16.3 Case conversion

toUpper :: Char -> Char
Convert a letter to the corresponding upper-case letter, if any. Any other character is returned unchanged.

toLower :: Char -> Char
Convert a letter to the corresponding lower-case letter, if any. Any other character is returned unchanged.

toTitle :: Char -> Char
Convert a letter to the corresponding title-case or upper-case letter, if any. (Title case differs from upper case only for a small number of ligature letters.) Any other character is returned unchanged.

16.4 Single digit characters

digitToInt :: Char -> Int
Convert a single digit Char to the corresponding Int. This function fails unless its argument satisfies isHexDigit, but recognises both upper and lower-case hexadecimal digits (i.e. '0'..'9', 'a'..'f', 'A'..'F').

intToDigit :: Int -> Char
Convert an Int in the range 0..15 to the corresponding single digit Char. This function fails on other inputs, and generates lower-case hexadecimal digits.

16.5 Numeric representations

ord :: Char -> Int
The Prelude.fromEnum method restricted to the type Data.Char.Char.

chr :: Int -> Char
The Prelude.toEnum method restricted to the type Data.Char.Char.

16.6 String representations

showLitChar :: Char -> ShowS
Convert a character to a string using only printable characters, using Haskell source-language escape conventions.
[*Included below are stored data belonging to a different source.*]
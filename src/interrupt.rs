//! SIGINT/SIGTERM turn into a flag the event loop polls, so the loop can
//! return normally and drop its grab on the touch device.
//!
//! A signal that arrives after the flag check but before the device read
//! starts is not lost: reads wait on `poll` with a short timeout, so the
//! loop sees the flag within one timeout period.

use std::io;
use std::sync::atomic::{AtomicBool, Ordering};

static INTERRUPTED: AtomicBool = AtomicBool::new(false);

extern "C" fn on_signal(_signal: libc::c_int) {
    INTERRUPTED.store(true, Ordering::SeqCst);
}

/// Installed without `SA_RESTART`: a read blocked on the device fails with
/// `EINTR` instead of resuming.
pub fn install() -> io::Result<()> {
    for signal in [libc::SIGINT, libc::SIGTERM] {
        // SAFETY: the handler only touches an atomic, and the struct is
        // fully initialised before being passed to the kernel.
        let rc = unsafe {
            let mut action: libc::sigaction = std::mem::zeroed();
            action.sa_sigaction = on_signal as extern "C" fn(libc::c_int) as libc::sighandler_t;
            action.sa_flags = 0;
            libc::sigemptyset(&mut action.sa_mask);
            libc::sigaction(signal, &action, std::ptr::null_mut())
        };
        if rc != 0 {
            return Err(io::Error::last_os_error());
        }
    }
    Ok(())
}

pub fn interrupted() -> bool {
    INTERRUPTED.load(Ordering::SeqCst)
}
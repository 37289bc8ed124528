//! Static tuning values, read once at startup.

use std::time::Duration;
use thiserror::Error;

#[derive(Debug, Error, PartialEq)]
pub enum ConfigError {
    #[error("{name} must be a finite number, got {value}")]
    NotFinite { name: &'static str, value: f64 },
    #[error("{name} must not be negative, got {value}")]
    Negative { name: &'static str, value: f64 },
    #[error("{name} of {value} seconds is out of range")]
    OutOfRange { name: &'static str, value: f64 },
    #[error("move scale must be greater than zero, got {0}")]
    ScaleNotPositive(f64),
    #[error("acceleration max multiplier must be at least 1.0, got {0}")]
    MaxMultiplierTooSmall(f64),
}

#[derive(Clone, Debug, PartialEq)]
pub struct Acceleration {
    pub enabled: bool,
    pub factor: f64,
    pub max_multiplier: f64,
    /// Batches closer together than this never update the speed estimate.
    pub min_time_delta: Duration,
}

impl Default for Acceleration {
    fn default() -> Self {
        Self {
            enabled: true,
            factor: 0.5,
            max_multiplier: 3.0,
            min_time_delta: Duration::from_millis(1),
        }
    }
}

#[derive(Clone, Debug, PartialEq)]
pub struct Config {
    /// Natural scrolling: wheel ticks are negated.
    pub invert_scroll: bool,
    /// Longest primary-finger touch that still counts as a tap.
    pub click_time: Duration,
    /// Longest secondary-finger touch that still counts as a right click.
    pub right_click_tap: Duration,
    /// Window in which a second tap turns into a drag.
    pub double_click_timeout: Duration,
    /// Per-batch average motion (device units) below which nothing moves.
    pub move_threshold: f64,
    /// Per-batch average motion (device units) needed for one wheel tick.
    pub scroll_threshold: f64,
    pub move_scale: f64,
    pub x_multiplier: f64,
    pub y_multiplier: f64,
    pub swap_axes: bool,
    pub acceleration: Acceleration,
}

impl Default for Config {
    fn default() -> Self {
        Self {
            invert_scroll: true,
            click_time: Duration::from_millis(250),
            right_click_tap: Duration::from_millis(200),
            double_click_timeout: Duration::from_millis(400),
            move_threshold: 1.0,
            scroll_threshold: 8.0,
            move_scale: 0.35,
            x_multiplier: 1.0,
            y_multiplier: 1.0,
            swap_axes: false,
            acceleration: Acceleration::default(),
        }
    }
}

impl Config {
    pub fn validate(&self) -> Result<(), ConfigError> {
        let finite = [
            ("move threshold", self.move_threshold),
            ("scroll threshold", self.scroll_threshold),
            ("move scale", self.move_scale),
            ("x multiplier", self.x_multiplier),
            ("y multiplier", self.y_multiplier),
            ("acceleration factor", self.acceleration.factor),
            ("acceleration max multiplier", self.acceleration.max_multiplier),
        ];
        for (name, value) in finite {
            if !value.is_finite() {
                return Err(ConfigError::NotFinite { name, value });
            }
        }

        for (name, value) in [
            ("move threshold", self.move_threshold),
            ("scroll threshold", self.scroll_threshold),
            ("acceleration factor", self.acceleration.factor),
        ] {
            if value < 0.0 {
                return Err(ConfigError::Negative { name, value });
            }
        }

        if self.move_scale <= 0.0 {
            return Err(ConfigError::ScaleNotPositive(self.move_scale));
        }
        if self.acceleration.max_multiplier < 1.0 {
            return Err(ConfigError::MaxMultiplierTooSmall(
                self.acceleration.max_multiplier,
            ));
        }
        Ok(())
    }
}

/// Convert a CLI value in seconds, rejecting what `Duration` cannot hold.
pub fn seconds(name: &'static str, value: f64) -> Result<Duration, ConfigError> {
    if !value.is_finite() {
        return Err(ConfigError::NotFinite { name, value });
    }
    if value < 0.0 {
        return Err(ConfigError::Negative { name, value });
    }
    Duration::try_from_secs_f64(value).map_err(|_| ConfigError::OutOfRange { name, value })
}

#[cfg(test)]
mod tests {
    use super::*;

    #[test]
    fn defaults_are_valid() {
        assert_eq!(Config::default().validate(), Ok(()));
    }

    #[test]
    fn rejects_non_finite_multiplier() {
        let config = Config {
            x_multiplier: f64::NAN,
            ..Config::default()
        };
        assert!(matches!(
            config.validate(),
            Err(ConfigError::NotFinite {
                name: "x multiplier",
                ..
            })
        ));
    }

    #[test]
    fn negative_multiplier_inverts_instead_of_failing() {
        let config = Config {
            x_multiplier: -1.0,
            y_multiplier: -1.0,
            ..Config::default()
        };
        assert_eq!(config.validate(), Ok(()));
    }

    #[test]
    fn rejects_zero_scale_and_small_cap() {
        let config = Config {
            move_scale: 0.0,
            ..Config::default()
        };
        assert_eq!(config.validate(), Err(ConfigError::ScaleNotPositive(0.0)));

        let mut config = Config::default();
        config.acceleration.max_multiplier = 0.5;
        assert_eq!(
            config.validate(),
            Err(ConfigError::MaxMultiplierTooSmall(0.5))
        );
    }

    #[test]
    fn seconds_conversion() {
        assert_eq!(seconds("click time", 0.25), Ok(Duration::from_millis(250)));
        assert!(seconds("click time", -0.1).is_err());
        assert!(seconds("click time", f64::INFINITY).is_err());
        assert_eq!(
            seconds("click time", 1e20),
            Err(ConfigError::OutOfRange {
                name: "click time",
                value: 1e20
            })
        );
    }
}
//! # seasonwatch
//!
//! Command-line interface for seasonal temperature baselines and anomaly
//! checks.

use anyhow::{bail, Context, Result};
use clap::{Parser, Subcommand};
use seasonal::{
    annotate, compute_baseline, describe, LiveAnomalyClassifier, LiveClassifier, LiveReading,
    Observation, Season, SeasonalBaseline, UndefinedVariancePolicy, Verdict,
};
use std::fs::File;
use std::io::BufWriter;
use std::path::{Path, PathBuf};
use tracing::info;
use weather::{OpenWeatherMap, WeatherConfig};

#[derive(Parser)]
#[command(name = "seasonwatch")]
#[command(about = "Seasonal temperature anomaly detection", long_about = None)]
struct Cli {
    #[command(subcommand)]
    command: Commands,
}

#[derive(Subcommand)]
enum Commands {
    /// List the cities present in a dataset
    Cities {
        /// Input file (CSV or JSON)
        #[arg(short, long)]
        input: PathBuf,
    },

    /// Descriptive statistics of one city's temperatures
    Describe {
        /// Input file (CSV or JSON)
        #[arg(short, long)]
        input: PathBuf,

        /// City to analyze
        #[arg(short, long)]
        city: String,
    },

    /// Compute the per-season baseline of one city
    Baseline {
        /// Input file (CSV or JSON)
        #[arg(short, long)]
        input: PathBuf,

        /// City to analyze
        #[arg(short, long)]
        city: String,

        /// Output file for the baseline (optional)
        #[arg(short, long)]
        output: Option<PathBuf>,
    },

    /// Flag historical readings outside their season's band
    Detect {
        /// Input file (CSV or JSON)
        #[arg(short, long)]
        input: PathBuf,

        /// City to analyze
        #[arg(short, long)]
        city: String,

        /// Output file for every annotated row (optional)
        #[arg(short, long)]
        output: Option<PathBuf>,
    },

    /// Classify a live reading against the city's baseline
    Check {
        /// Input file (CSV or JSON)
        #[arg(short, long)]
        input: PathBuf,

        /// City to analyze
        #[arg(short, long)]
        city: String,

        /// Season of the live reading (winter, spring, summer, autumn)
        #[arg(short, long)]
        season: String,

        /// Temperature to classify; fetched from OpenWeatherMap when omitted
        #[arg(short, long, allow_negative_numbers = true)]
        temperature: Option<f64>,

        /// OpenWeatherMap API key
        #[arg(long, env = "OPENWEATHER_API_KEY", hide_env_values = true)]
        api_key: Option<String>,

        /// Report single-sample seasons as indeterminate instead of normal
        #[arg(long)]
        strict: bool,
    },
}

/// Load a dataset and keep one city's rows
fn load_city(path: &Path, city: &str) -> Result<Vec<Observation>> {
    let all = dataset::load(path).with_context(|| format!("failed to load {}", path.display()))?;
    let rows = dataset::for_city(&all, city);
    if rows.is_empty() {
        bail!(
            "no observations for city '{}' (available: {})",
            city,
            dataset::cities(&all).join(", ")
        );
    }
    info!(city, rows = rows.len(), "selected city");
    Ok(rows)
}

fn write_json<T: serde::Serialize + ?Sized>(path: &Path, value: &T) -> Result<()> {
    let file =
        File::create(path).with_context(|| format!("failed to create {}", path.display()))?;
    serde_json::to_writer_pretty(BufWriter::new(file), value)?;
    println!("\nResults written to {:?}", path);
    Ok(())
}

fn format_std(std: Option<f64>) -> String {
    match std {
        Some(std) => format!("{:.4}", std),
        None => "undefined".to_string(),
    }
}

fn run_cities(input: PathBuf) -> Result<()> {
    let all = dataset::load(&input).with_context(|| format!("failed to load {}", input.display()))?;
    for city in dataset::cities(&all) {
        println!("{}", city);
    }
    Ok(())
}

fn run_describe(input: PathBuf, city: String) -> Result<()> {
    let rows = load_city(&input, &city)?;
    let summary = describe(&rows)?;

    println!("Temperature summary for {}", city);
    println!("  count  {}", summary.count);
    println!("  mean   {:.4}", summary.mean);
    println!("  std    {}", format_std(summary.std));
    println!("  min    {:.4}", summary.min);
    println!("  25%    {:.4}", summary.p25);
    println!("  50%    {:.4}", summary.median);
    println!("  75%    {:.4}", summary.p75);
    println!("  max    {:.4}", summary.max);
    Ok(())
}

fn print_baseline(baseline: &SeasonalBaseline) {
    println!("{:<10} {:>6} {:>10} {:>10}", "season", "count", "mean", "std");
    for (season, stats) in baseline {
        println!(
            "{:<10} {:>6} {:>10.4} {:>10}",
            season,
            stats.count,
            stats.mean,
            format_std(stats.std)
        );
    }
}

fn run_baseline(input: PathBuf, city: String, output: Option<PathBuf>) -> Result<()> {
    let rows = load_city(&input, &city)?;
    let baseline = compute_baseline(&rows);

    println!("Seasonal baseline for {} ({} readings)\n", city, rows.len());
    print_baseline(&baseline);

    if let Some(path) = output {
        write_json(&path, &baseline)?;
    }
    Ok(())
}

fn run_detect(input: PathBuf, city: String, output: Option<PathBuf>) -> Result<()> {
    let rows = load_city(&input, &city)?;
    let baseline = compute_baseline(&rows);
    let annotated = annotate(&rows, &baseline)?;

    println!("Readings: {}", annotated.len());
    println!("Anomalies found: {}", annotated.anomaly_count());

    let mut anomalies = annotated.anomalies().peekable();
    if anomalies.peek().is_some() {
        println!("\nAnomaly details:");
        for row in anomalies {
            println!(
                "  {} [{}]: {:.2} (mean={:.2}, std={})",
                row.observation.timestamp,
                row.observation.season,
                row.observation.temperature,
                row.mean_temperature,
                format_std(row.std_temperature)
            );
        }
    }

    if let Some(path) = output {
        let rows: Vec<_> = annotated.iter().collect();
        write_json(&path, &rows)?;
    }
    Ok(())
}

fn fetch_temperature(city: &str, api_key: Option<String>) -> Result<f64> {
    let Some(api_key) = api_key else {
        bail!("either --temperature or an OpenWeatherMap API key (--api-key / OPENWEATHER_API_KEY) is required");
    };
    let config = WeatherConfig::from_lookup(|key| match key {
        "OPENWEATHER_API_KEY" => Some(api_key.clone()),
        other => std::env::var(other).ok(),
    })?;
    let client = OpenWeatherMap::new(config)?;
    let current = client.fetch_blocking(city)?;
    println!("Current temperature in {}: {:.2}°C", current.city, current.temperature);
    Ok(current.temperature)
}

fn run_check(
    input: PathBuf,
    city: String,
    season: String,
    temperature: Option<f64>,
    api_key: Option<String>,
    strict: bool,
) -> Result<()> {
    let rows = load_city(&input, &city)?;
    let baseline = compute_baseline(&rows);

    let season = Season::new(season.trim().to_ascii_lowercase());
    let temperature = match temperature {
        Some(temperature) => temperature,
        None => fetch_temperature(&city, api_key)?,
    };

    let policy = if strict {
        UndefinedVariancePolicy::Report
    } else {
        UndefinedVariancePolicy::FoldToNormal
    };
    let classifier = LiveAnomalyClassifier::new(policy);
    let reading = LiveReading::new(temperature, season);
    let verdict = classifier.classify(&reading, &baseline)?;

    match verdict {
        Verdict::Normal => println!("The current temperature is normal."),
        Verdict::Anomalous => println!("The current temperature is an anomaly!"),
        Verdict::Indeterminate => println!(
            "The current temperature cannot be judged: {} has a single historical reading.",
            reading.season
        ),
    }
    Ok(())
}

fn main() {
    // Load .env file (optional - won't fail if missing)
    dotenvy::dotenv().ok();

    tracing_subscriber::fmt()
        .with_env_filter(
            tracing_subscriber::EnvFilter::try_from_default_env()
                .unwrap_or_else(|_| "warn".into()),
        )
        .with_writer(std::io::stderr)
        .init();

    let cli = Cli::parse();

    let result = match cli.command {
        Commands::Cities { input } => run_cities(input),
        Commands::Describe { input, city } => run_describe(input, city),
        Commands::Baseline {
            input,
            city,
            output,
        } => run_baseline(input, city, output),
        Commands::Detect {
            input,
            city,
            output,
        } => run_detect(input, city, output),
        Commands::Check {
            input,
            city,
            season,
            temperature,
            api_key,
            strict,
        } => run_check(input, city, season, temperature, api_key, strict),
    };

    if let Err(e) = result {
        eprintln!("Error: {:#}", e);
        std::process::exit(1);
    }
}

#[cfg(test)]
mod tests {
    use super::*;
    use std::io::Write;
    use tempfile::Builder;

    fn dataset_file() -> tempfile::NamedTempFile {
        let mut file = Builder::new().suffix(".csv").tempfile().unwrap();
        writeln!(file, "city,timestamp,temperature,season").unwrap();
        for (i, t) in [-2.0, 0.0, 2.0, -1.0, 1.0].iter().enumerate() {
            writeln!(file, "Oslo,2020-01-0{},{},winter", i + 1, t).unwrap();
        }
        writeln!(file, "Oslo,2020-07-01,18.0,summer").unwrap();
        writeln!(file, "Rome,2020-07-01,31.0,summer").unwrap();
        file
    }

    #[test]
    fn test_cli_parses_check() {
        let cli = Cli::try_parse_from([
            "seasonwatch", "check", "-i", "d.csv", "-c", "Oslo", "-s", "winter", "-t", "-7.5",
            "--strict",
        ])
        .unwrap();
        match cli.command {
            Commands::Check {
                temperature, strict, ..
            } => {
                assert_eq!(temperature, Some(-7.5));
                assert!(strict);
            }
            _ => panic!("expected check"),
        }
    }

    #[test]
    fn test_load_city_filters_rows() {
        let file = dataset_file();
        let rows = load_city(file.path(), "Oslo").unwrap();
        assert_eq!(rows.len(), 6);
        assert!(load_city(file.path(), "Lima").is_err());
    }

    #[test]
    fn test_check_normal_and_anomalous() {
        let file = dataset_file();
        let path = file.path().to_path_buf();
        assert!(run_check(path.clone(), "Oslo".into(), "Winter".into(), Some(0.5), None, false).is_ok());
        assert!(run_check(path, "Oslo".into(), "winter".into(), Some(-20.0), None, false).is_ok());
    }

    #[test]
    fn test_check_unknown_season_fails() {
        let file = dataset_file();
        let err = run_check(file.path().to_path_buf(), "Oslo".into(), "monsoon".into(), Some(1.0), None, false)
            .unwrap_err();
        assert!(err.to_string().contains("monsoon"));
    }

    #[test]
    fn test_check_without_temperature_or_key_fails() {
        let file = dataset_file();
        let err = run_check(file.path().to_path_buf(), "Oslo".into(), "winter".into(), None, None, false)
            .unwrap_err();
        assert!(err.to_string().contains("--temperature"));
    }

    #[test]
    fn test_detect_writes_every_row() {
        let file = dataset_file();
        let out = Builder::new().suffix(".json").tempfile().unwrap();
        run_detect(file.path().to_path_buf(), "Oslo".into(), Some(out.path().to_path_buf())).unwrap();

        let written: serde_json::Value =
            serde_json::from_reader(File::open(out.path()).unwrap()).unwrap();
        let rows = written.as_array().unwrap();
        assert_eq!(rows.len(), 6);
        assert_eq!(rows[5]["is_anomaly"], false);
        assert!(rows[5]["std_temperature"].is_null());
    }

    #[test]
    fn test_baseline_writes_json() {
        let file = dataset_file();
        let out = Builder::new().suffix(".json").tempfile().unwrap();
        run_baseline(file.path().to_path_buf(), "Oslo".into(), Some(out.path().to_path_buf())).unwrap();

        let baseline: SeasonalBaseline =
            serde_json::from_reader(File::open(out.path()).unwrap()).unwrap();
        assert_eq!(baseline.len(), 2);
        assert_eq!(baseline.get(&Season::winter()).unwrap().mean, 0.0);
    }
}
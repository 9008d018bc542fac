//! Seasonal Baseline Core
//!
//! Implementations for seasonal baselines, row annotation, live
//! classification and descriptive statistics.

mod annotate;
mod baseline;
mod classifier;
mod rule;
mod summary;

pub use annotate::*;
pub use baseline::*;
pub use classifier::*;
pub use rule::*;
pub use summary::*;
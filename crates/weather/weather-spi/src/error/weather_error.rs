//! Weather error types.

use thiserror::Error;

/// Weather source errors.
#[derive(Debug, Clone, PartialEq, Error)]
pub enum WeatherError {
    /// HTTP request failed
    #[error("Request failed: {0}")]
    RequestFailed(String),

    /// Response body is not a JSON document
    #[error("Parse error: {0}")]
    ParseError(String),

    /// Provider answered with a non-success status code
    #[error("API error [{code}]: {message}")]
    ApiError { code: String, message: String },

    /// Required field absent or of the wrong type
    #[error("Missing field in weather response: {0}")]
    MissingField(String),

    /// Configuration error
    #[error("Configuration error: {0}")]
    ConfigError(String),
}

/// Result type for weather operations.
pub type Result<T> = std::result::Result<T, WeatherError>;
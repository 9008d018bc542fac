//! Historical temperature ingestion for seasonwatch
//!
//! Reads city temperature tables from CSV or JSON into [`Observation`]s and
//! provides the city selection the dashboard performs before analysis.

mod error;
mod loader;
mod select;

pub use error::{LoadError, Result};
pub use loader::{load, load_csv, load_json, read_csv, read_json, REQUIRED_COLUMNS};
pub use select::{cities, for_city};

pub use seasonal_spi::Observation;
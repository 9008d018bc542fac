//! End-to-end tests for the weather crate
//!
//! Runs the async client against a local stand-in for the provider.

use axum::{extract::Query, http::StatusCode, routing::get, Json, Router};
use serde_json::{json, Value};
use std::collections::HashMap;
use weather::{OpenWeatherMap, WeatherConfigBuilder, WeatherError};

async fn current_weather(Query(params): Query<HashMap<String, String>>) -> (StatusCode, Json<Value>) {
    if params.get("appid").map(String::as_str) != Some("good-key") {
        return (
            StatusCode::UNAUTHORIZED,
            Json(json!({"cod": 401, "message": "Invalid API key."})),
        );
    }
    if params.get("units").map(String::as_str) != Some("metric") {
        return (StatusCode::BAD_REQUEST, Json(json!({"cod": "400", "message": "units"})));
    }
    match params.get("q").map(String::as_str) {
        Some("New York") => (
            StatusCode::OK,
            Json(json!({"cod": 200, "name": "New York", "main": {"temp": 31.5}})),
        ),
        _ => (
            StatusCode::NOT_FOUND,
            Json(json!({"cod": "404", "message": "city not found"})),
        ),
    }
}

async fn spawn_provider() -> String {
    let app = Router::new().route("/data/2.5/weather", get(current_weather));
    let listener = tokio::net::TcpListener::bind("127.0.0.1:0").await.unwrap();
    let addr = listener.local_addr().unwrap();
    tokio::spawn(async move {
        axum::serve(listener, app).await.unwrap();
    });
    format!("http://{}/data/2.5/weather", addr)
}

fn client(base_url: &str, key: &str) -> OpenWeatherMap {
    let config = WeatherConfigBuilder::new()
        .api_key(key)
        .base_url(base_url)
        .timeout_secs(5)
        .build()
        .unwrap();
    OpenWeatherMap::new(config).unwrap()
}

#[tokio::test]
async fn e2e_fetch_current_temperature() {
    let base_url = spawn_provider().await;
    let current = client(&base_url, "good-key").fetch("New York").await.unwrap();
    assert_eq!(current.city, "New York");
    assert_eq!(current.temperature, 31.5);
}

#[tokio::test]
async fn e2e_unknown_city() {
    let base_url = spawn_provider().await;
    let err = client(&base_url, "good-key").fetch("Atlantis").await.unwrap_err();
    assert_eq!(
        err,
        WeatherError::ApiError {
            code: "404".to_string(),
            message: "city not found".to_string()
        }
    );
}

#[tokio::test]
async fn e2e_rejected_key() {
    let base_url = spawn_provider().await;
    let err = client(&base_url, "bad-key").fetch("New York").await.unwrap_err();
    assert!(matches!(err, WeatherError::ApiError { ref code, .. } if code == "401"));
}

#[tokio::test]
async fn e2e_one_client_serves_repeated_lookups() {
    let base_url = spawn_provider().await;
    let client = client(&base_url, "good-key");
    for _ in 0..3 {
        let current = client.fetch("New York").await.unwrap();
        assert_eq!(current.temperature, 31.5);
    }
    let err = client.fetch("Atlantis").await.unwrap_err();
    assert!(matches!(err, WeatherError::ApiError { .. }));
}
//! Descriptive statistics of a temperature series.

use serde::{Deserialize, Serialize};

/// Count, moments and quartiles of one city's temperatures.
#[derive(Debug, Clone, Copy, PartialEq, Serialize, Deserialize)]
pub struct TemperatureSummary {
    pub count: usize,
    pub mean: f64,
    /// Sample standard deviation, `None` for a single observation.
    pub std: Option<f64>,
    pub min: f64,
    #[serde(rename = "25%")]
    pub p25: f64,
    #[serde(rename = "50%")]
    pub median: f64,
    #[serde(rename = "75%")]
    pub p75: f64,
    pub max: f64,
}
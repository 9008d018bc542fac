//! Weather Source Facade
//!
//! Unified re-exports for the weather module.
//!
//! This facade provides a single entry point for all weather functionality:
//! - `weather_spi` - `WeatherSource` trait, `CurrentWeather` and `WeatherError`
//! - `weather_api` - `WeatherConfig` and its builder
//! - `weather_core` - the OpenWeatherMap client and response validation
//!
//! # Example
//!
//! ```rust,ignore
//! use weather_facade::{OpenWeatherMap, WeatherConfig};
//!
//! #[tokio::main]
//! async fn main() {
//!     let client = OpenWeatherMap::new(WeatherConfig::from_env().unwrap()).unwrap();
//!     let current = client.fetch("Moscow").await.unwrap();
//!     println!("{}°C", current.temperature);
//! }
//! ```

// Re-export everything from SPI
pub use weather_spi::*;

// Re-export everything from API
pub use weather_api::*;

// Re-export everything from Core
pub use weather_core::*;
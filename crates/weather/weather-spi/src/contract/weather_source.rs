//! Weather source trait definition.

use crate::error::Result;
use crate::model::CurrentWeather;

/// Trait for providers of current weather conditions.
///
/// Implementations validate the provider's response and only ever hand back
/// a typed reading or an explicit error.
pub trait WeatherSource: Send + Sync {
    /// Weather source name.
    fn name(&self) -> &str;

    /// Fetch the current weather for `city` synchronously.
    fn fetch_current_sync(&self, city: &str) -> Result<CurrentWeather>;
}

// Async fetching lives on the implementations in weather-core
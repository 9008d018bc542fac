//! Basic example demonstrating seasonal baselines
//!
//! Run with: cargo run --example basic -p seasonal

use seasonal::{
    annotate, classify, compute_baseline, LiveReading, Observation, SeasonalError,
};

fn main() -> Result<(), SeasonalError> {
    println!("=== seasonal Basic Examples ===\n");

    let history = vec![
        Observation::new("Tokyo", "2020-01-10", 5.1, "winter"),
        Observation::new("Tokyo", "2020-01-11", 6.3, "winter"),
        Observation::new("Tokyo", "2020-01-12", 4.8, "winter"),
        Observation::new("Tokyo", "2020-01-13", 5.6, "winter"),
        Observation::new("Tokyo", "2020-01-14", 5.9, "winter"),
        Observation::new("Tokyo", "2020-01-15", 5.2, "winter"),
        Observation::new("Tokyo", "2020-01-16", 17.0, "winter"),
        Observation::new("Tokyo", "2020-07-10", 27.4, "summer"),
    ];

    // 1. Baseline
    println!("1. Seasonal baseline");
    let baseline = compute_baseline(&history);
    for (season, stats) in &baseline {
        let std = stats
            .std
            .map(|s| format!("{:.2}", s))
            .unwrap_or_else(|| "undefined".to_string());
        println!("   {:<8} mean={:.2} std={} n={}", season, stats.mean, std, stats.count);
    }

    // 2. Annotated history
    println!("\n2. Anomalies in history");
    let annotated = annotate(&history, &baseline)?;
    for row in annotated.anomalies() {
        println!(
            "   {} {:.1}°C (season mean {:.2})",
            row.observation.timestamp, row.observation.temperature, row.mean_temperature
        );
    }

    // 3. Live readings
    println!("\n3. Live readings");
    for reading in [
        LiveReading::new(6.0, "winter"),
        LiveReading::new(40.0, "summer"),
        LiveReading::new(20.0, "monsoon"),
    ] {
        match classify(&reading, &baseline) {
            Ok(verdict) => println!("   {:.1}°C in {}: {}", reading.temperature, reading.season, verdict),
            Err(e) => println!("   {:.1}°C in {}: {}", reading.temperature, reading.season, e),
        }
    }

    println!("\n=== Examples Complete ===");
    Ok(())
}
//! The two-sided anomaly rule shared by row annotation and live classification.

use seasonal_api::SIGMA_THRESHOLD;
use seasonal_spi::SeasonStats;

/// Closed interval `[mean - 2·std, mean + 2·std]` of normal temperatures.
#[derive(Debug, Clone, Copy, PartialEq)]
pub struct AnomalyBounds {
    pub lower: f64,
    pub upper: f64,
}

impl AnomalyBounds {
    /// Bounds for a season, or `None` when its std is undefined.
    pub fn from_stats(stats: &SeasonStats) -> Option<Self> {
        stats.std.map(|std| Self {
            lower: stats.mean - SIGMA_THRESHOLD * std,
            upper: stats.mean + SIGMA_THRESHOLD * std,
        })
    }

    /// Strictly below the lower bound or strictly above the upper one.
    pub fn is_violated_by(&self, temperature: f64) -> bool {
        temperature < self.lower || temperature > self.upper
    }
}

/// Whether `temperature` is anomalous for a season.
///
/// An undefined std yields no bounds, and a missing bound is never violated.
pub fn is_anomalous(temperature: f64, stats: &SeasonStats) -> bool {
    AnomalyBounds::from_stats(stats).is_some_and(|bounds| bounds.is_violated_by(temperature))
}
For example:

 showLitChar '\n' s  =  "\\n" ++ s

lexLitChar :: ReadS String
Read a string representation of a character, using Haskell source-language escape conventions. For example:

 lexLitChar  "\\nHello"  =  [("\\n", "Hello")]

readLitChar :: ReadS Char
Read a string representation of a character, using Haskell source-language escape conventions, and convert it to the character that it encodes. For example:

 readLitChar "\\nHello"  =  [('\n', "Hello")]